Patrick G. Eddington

Former president Donald Trump has repeatedly attacked what he generically refers to as the Washington, DC “deep state”—usually an inference about the FBI’s misuse of the Foreign Intelligence Surveillance Act (FISA) to target his 2016 presidential campaign. On Valentine’s Day, National Security Adviser Jake Sullivan made it clear that it’s not some nebulous, governmental Illuminati‐​style cabal seeking to retain the power to spy at scale on Americans. It’s the Biden administration itself.

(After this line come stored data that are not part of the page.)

//! # Waiting Queue
//!
//! One sorted set of session ids scored by enqueue time (epoch milliseconds).
//! The oldest request sits at rank 0, so listing is FIFO by enqueue time.
//! Removal doubles as the claim arbiter during `accept`: of several callers
//! removing the same id, exactly one observes `true`.

use std::sync::Arc;

use chrono::Utc;
use tracing::debug;

use crate::store::{KeyedStore, StoreResult};

#[derive(Clone)]
pub struct WaitingQueue {
    store: Arc<dyn KeyedStore>,
    key: String,
}

impl WaitingQueue {
    pub fn new(store: Arc<dyn KeyedStore>, key: impl Into<String>) -> Self {
        Self {
            store,
            key: key.into(),
        }
    }

    /// Add a session scored by the current time and return that time (epoch ms).
    ///
    /// Re-adding an id already in the queue refreshes its score, moving it to the
    /// back of the line.
    pub async fn enqueue(&self, session_id: &str) -> StoreResult<i64> {
        let enqueued_at = Utc::now().timestamp_millis();
        let is_new = self.store.zadd(&self.key, enqueued_at as f64, session_id).await?;
        debug!(session_id, is_new, enqueued_at, "📥 Session enqueued");
        Ok(enqueued_at)
    }

    /// Up to `limit` session ids, oldest first. An empty queue yields an empty list.
    pub async fn list(&self, limit: usize) -> StoreResult<Vec<String>> {
        if limit == 0 {
            return Ok(Vec::new());
        }
        let stop = isize::try_from(limit - 1).unwrap_or(isize::MAX);
        self.store.zrange(&self.key, 0, stop).await
    }

    /// Remove a session. Returns whether it was actually present.
    pub async fn remove(&self, session_id: &str) -> StoreResult<bool> {
        self.store.zrem(&self.key, session_id).await
    }

    pub async fn contains(&self, session_id: &str) -> StoreResult<bool> {
        Ok(self.store.zscore(&self.key, session_id).await?.is_some())
    }

    /// Epoch milliseconds at which the session was (last) enqueued
    pub async fn enqueued_at(&self, session_id: &str) -> StoreResult<Option<i64>> {
        Ok(self
            .store
            .zscore(&self.key, session_id)
            .await?
            .map(|score| score as i64))
    }
}

#[cfg(test)]
mod tests {
    use super::*;
    use crate::store::MemoryStore;

    fn queue() -> WaitingQueue {
        WaitingQueue::new(Arc::new(MemoryStore::new()), "call:voice:waiting")
    }

    #[tokio::test]
    async fn test_list_oldest_first() {
        let queue = queue();
        queue.enqueue("S1").await.unwrap();
        queue.enqueue("S2").await.unwrap();

        assert_eq!(queue.list(1).await.unwrap(), vec!["S1"]);
        assert_eq!(queue.list(10).await.unwrap(), vec!["S1", "S2"]);
    }

    #[tokio::test]
    async fn test_empty_queue_lists_nothing() {
        let queue = queue();
        assert!(queue.list(50).await.unwrap().is_empty());
        assert!(queue.list(0).await.unwrap().is_empty());
    }

    #[tokio::test]
    async fn test_remove_is_idempotent() {
        let queue = queue();
        queue.enqueue("S1").await.unwrap();

        assert!(queue.contains("S1").await.unwrap());
        assert!(queue.remove("S1").await.unwrap());
        assert!(!queue.remove("S1").await.unwrap());
        assert!(!queue.remove("never-enqueued").await.unwrap());
        assert!(!queue.contains("S1").await.unwrap());
    }

    #[tokio::test]
    async fn test_reenqueue_keeps_single_entry() {
        let queue = queue();
        queue.enqueue("S1").await.unwrap();
        queue.enqueue("S1").await.unwrap();

        assert_eq!(queue.list(10).await.unwrap(), vec!["S1"]);
        assert!(queue.enqueued_at("S1").await.unwrap().is_some());
    }
}
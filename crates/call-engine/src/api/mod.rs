//! # HTTP and WebSocket binding
//!
//! A thin axum layer over [`LifecycleOrchestrator`]. Authentication happens at
//! the gateway in front of this service; agent routes read the authenticated
//! agent id from the `x-consultant-id` header.
//!
//! | Method | Path                                        | Caller   |
//! |--------|---------------------------------------------|----------|
//! | POST   | `/api/call/voice/enqueue/:session_id`       | customer |
//! | POST   | `/api/call/voice/:session_id/end`           | customer |
//! | GET    | `/api/call/voice/:session_id/status`        | customer |
//! | GET    | `/api/call/voice/:session_id/status-with-token` | customer |
//! | GET    | `/cs/call/voice/waiting?limit=`             | agent    |
//! | POST   | `/cs/call/voice/:session_id/accept`         | agent    |
//! | POST   | `/cs/call/voice/:session_id/end`            | agent    |
//! | POST   | `/cs/call/token`                            | agent    |
//! | GET    | `/ws/call/agent`                            | agent    |
//! | GET    | `/ws/call/customer?voiceSessionId=`         | customer |
//! | GET    | `/health`                                   | probes   |
//!
//! Business rejections are `200 {ok:false, reason}`. A missing agent identity
//! is `401 {ok:false, reason:"UNAUTHORIZED"}`.

pub mod handlers;
pub mod ws;

use std::sync::Arc;

use axum::http::{HeaderMap, StatusCode};
use axum::routing::{get, post};
use axum::{Json, Router};
use serde_json::{json, Value};
use tower_http::trace::TraceLayer;

use crate::notify::ChannelRegistry;
use crate::orchestrator::LifecycleOrchestrator;
use crate::token::CallTokenService;

/// Header carrying the agent id set by the authenticating gateway
pub const AGENT_ID_HEADER: &str = "x-consultant-id";

/// Shared state for API handlers
#[derive(Clone)]
pub struct AppState {
    pub orchestrator: Arc<LifecycleOrchestrator>,
    pub tokens: Arc<CallTokenService>,
    pub registry: ChannelRegistry,
    /// Accept `?consultantId=` when no header is present. Development only.
    pub allow_query_agent_id: bool,
}

impl AppState {
    pub fn new(orchestrator: LifecycleOrchestrator, tokens: CallTokenService, registry: ChannelRegistry) -> Self {
        let allow_query_agent_id = orchestrator.config().server.allow_query_agent_id;
        Self {
            orchestrator: Arc::new(orchestrator),
            tokens: Arc::new(tokens),
            registry,
            allow_query_agent_id,
        }
    }
}

pub type ApiRejection = (StatusCode, Json<Value>);

/// Resolve the calling agent from the gateway header, or from the query
/// parameter when that is allowed.
pub fn agent_identity(
    state: &AppState,
    headers: &HeaderMap,
    query_agent_id: Option<&str>,
) -> Result<String, ApiRejection> {
    let from_header = headers
        .get(AGENT_ID_HEADER)
        .and_then(|v| v.to_str().ok())
        .map(str::trim)
        .filter(|v| !v.is_empty());
    if let Some(agent_id) = from_header {
        return Ok(agent_id.to_string());
    }

    if state.allow_query_agent_id {
        if let Some(agent_id) = query_agent_id.map(str::trim).filter(|v| !v.is_empty()) {
            return Ok(agent_id.to_string());
        }
    }

    Err((
        StatusCode::UNAUTHORIZED,
        Json(json!({"ok": false, "reason": "UNAUTHORIZED"})),
    ))
}

/// Build the axum router with all routes
pub fn router(state: AppState) -> Router {
    Router::new()
        .route("/api/call/voice/enqueue/:session_id", post(handlers::enqueue))
        .route("/api/call/voice/:session_id/end", post(handlers::customer_end))
        .route("/api/call/voice/:session_id/status", get(handlers::status))
        .route(
            "/api/call/voice/:session_id/status-with-token",
            get(handlers::status_with_token),
        )
        .route("/cs/call/voice/waiting", get(handlers::waiting))
        .route("/cs/call/voice/:session_id/accept", post(handlers::accept))
        .route("/cs/call/voice/:session_id/end", post(handlers::agent_end))
        .route("/cs/call/token", post(handlers::agent_token))
        .route("/ws/call/agent", get(ws::agent_socket))
        .route("/ws/call/customer", get(ws::customer_socket))
        .route("/health", get(handlers::health))
        .layer(TraceLayer::new_for_http())
        .with_state(state)
}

Just after 6:30 p.m. yesterday—and after House Speaker Mike Johnson (R‑LA) once again canceled a vote on an extremely controversial FISA reauthorization bill—The Intercept’s Ken Klippenstein posted a clip from the White House press conference where Sullivan was asked whether Biden would veto any FISA reform bill that requires a warrant to access data collected on Americans. Since the Office of Management and Budget has not issued an official state of administration policy on any FISA bill as yet, Sullivan declined to directly answer the question. Instead, he claimed that any warrant requirement to access FISA data on Americans would not be “in the national interest” of the United States.

The national security adviser to the president of the United States, a man who absolutely has President Biden’s ear and undoubtedly knows his thinking on this issue, is claiming that requiring the FBI, NSA, and CIA to abide by the Fourth Amendment vis‐​à‐​vis access to FISA Section 702 data is “not in the national interest.”

That’s a story that should’ve been, but was not, front page news today in every American media outlet.

It should also tell FISA reformers in the House and Senate something else. They will need a bipartisan veto‐​override majority to pass any reform bill over what now seems like an inevitable Biden veto if the final reform bill does mandate warrants to access FISA Section 702 data on Americans.